First, let's identify the letters and count them:
- The phrase "probability game" consists of: p, r, o, b, a, b, i, l, i, t, y, g, a, m, e.
Now, we can categorize the letters as vowels and consonants:
- Vowels: a, e, i, o, (and y, which can also be considered a vowel)

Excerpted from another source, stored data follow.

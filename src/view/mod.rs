//! Derived dashboard views.
//!
//! Pure functions over snapshot data: filtering, ordering and the group
//! list shown in the filter bar. Nothing here touches the store.

pub mod format;

pub use format::*;

use crate::store::{ServerStatus, ServerSummary};
use std::cmp::Ordering;
use std::collections::BTreeSet;
use std::str::FromStr;

/// Server list filter. Empty fields match everything.
#[derive(Debug, Clone, Default, PartialEq, Eq)]
pub struct ServerFilter {
    pub group: Option<String>,
    pub status: Option<ServerStatus>,
    /// Case-insensitive substring of the display name or IP address
    pub search: Option<String>,
}

impl ServerFilter {
    pub fn matches(&self, server: &ServerSummary) -> bool {
        if let Some(group) = self.group.as_deref().filter(|g| !g.is_empty()) {
            if server.group_name != group {
                return false;
            }
        }
        if let Some(status) = self.status {
            if server.status != status {
                return false;
            }
        }
        if let Some(query) = self.search.as_deref().filter(|q| !q.is_empty()) {
            let query = query.to_lowercase();
            return server.display_name.to_lowercase().contains(&query)
                || server.ip_address.contains(&query);
        }
        true
    }
}

pub fn filter_servers<'a>(
    servers: impl IntoIterator<Item = &'a ServerSummary>,
    filter: &ServerFilter,
) -> Vec<&'a ServerSummary> {
    servers.into_iter().filter(|s| filter.matches(s)).collect()
}

/// Column to order the server list by.
#[derive(Debug, Clone, Copy, PartialEq, Eq, Default)]
pub enum SortKey {
    #[default]
    Name,
    Status,
    Cpu,
    Mem,
    Disk,
}

impl FromStr for SortKey {
    type Err = String;

    fn from_str(s: &str) -> Result<Self, Self::Err> {
        match s.to_lowercase().as_str() {
            "name" => Ok(SortKey::Name),
            "status" => Ok(SortKey::Status),
            "cpu" => Ok(SortKey::Cpu),
            "mem" | "memory" => Ok(SortKey::Mem),
            "disk" => Ok(SortKey::Disk),
            _ => Err(format!(
                "Invalid sort key: {}. Use: name, status, cpu, mem, disk",
                s
            )),
        }
    }
}

#[derive(Debug, Clone, Copy, PartialEq, Eq, Default)]
pub enum SortDirection {
    #[default]
    Ascending,
    Descending,
}

/// Missing metrics sort before any value.
fn cmp_metric(a: Option<f64>, b: Option<f64>) -> Ordering {
    match (a, b) {
        (Some(a), Some(b)) => a.total_cmp(&b),
        (None, Some(_)) => Ordering::Less,
        (Some(_), None) => Ordering::Greater,
        (None, None) => Ordering::Equal,
    }
}

/// Stable sort; ties fall back to server id.
pub fn sort_servers(servers: &mut [&ServerSummary], key: SortKey, direction: SortDirection) {
    servers.sort_by(|a, b| {
        let ordering = match key {
            SortKey::Name => a
                .display_name
                .to_lowercase()
                .cmp(&b.display_name.to_lowercase()),
            SortKey::Status => a.status.severity_rank().cmp(&b.status.severity_rank()),
            SortKey::Cpu => cmp_metric(a.cpu_usage_pct, b.cpu_usage_pct),
            SortKey::Mem => cmp_metric(a.mem_usage_pct, b.mem_usage_pct),
            SortKey::Disk => cmp_metric(a.disk_max_pct, b.disk_max_pct),
        };
        let ordering = match direction {
            SortDirection::Ascending => ordering,
            SortDirection::Descending => ordering.reverse(),
        };
        ordering.then(a.server_id.cmp(&b.server_id))
    });
}

/// Distinct non-empty group names, sorted.
pub fn groups<'a>(servers: impl IntoIterator<Item = &'a ServerSummary>) -> Vec<String> {
    servers
        .into_iter()
        .map(|s| s.group_name.as_str())
        .filter(|g| !g.is_empty())
        .collect::<BTreeSet<_>>()
        .into_iter()
        .map(str::to_string)
        .collect()
}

- Consonants: p, r, b, b, l, t, g, m (and y, which can also be considered a consonant)
Now, we count each group:
- Total Letters:
- There are 15 letters in total.
- Vowels (counting 'y' as a vowel):
- The total vowels are: a (2), e (1), i (2), o (1), y (1) = 2 + 1 + 2 + 1 + 1 = 7 vowels.
- Consonants (counting 'y' as a consonant):
- The consonants are: p (1), r (1), b (2), l (1), t (1), g (1), m (1), y (1) = 1 + 1 + 2 + 1 + 1 + 1 + 1 = 8 consonants.
However, if we consider 'y' as a vowel only:
- Vowels: a (2), e (1), i (2), o (1), y (1) = 2 + 1 + 2 + 1 + 1 = 7 vowels.
- Consonants: p (1), r (1), b (2), l (1), t (1), g (1), m (1) = 1 + 1 + 2 + 1 + 1 + 1 = 8 consonants.
So now we can summarize:
- The total chances for Hank (with 'y' as a vowel): 7 vowels.
- The total chances for Rosa (with 'y' as a consonant): 8 consonants.
Hank's chance of drawing a vowel = 7/15, Rosa's chance of drawing a consonant = 8/15.
Given these probabilities, Rosa has a slightly better chance of scoring a point than Hank does, specifically:
- Hank has a probability of approximately 46.67% (7 out of 15),
- Rosa has a probability of approximately 53.33% (8 out of 15).
Thus, we can conclude that:
The game is not fair, since Rosa (drawing consonants) has a higher probability of scoring than Hank (drawing vowels), when 'y' is considered only as a consonant. If 'y' is treated as both, it still favors the consonants slightly. Therefore, the imbalance in scoring opportunities makes it an unfair game.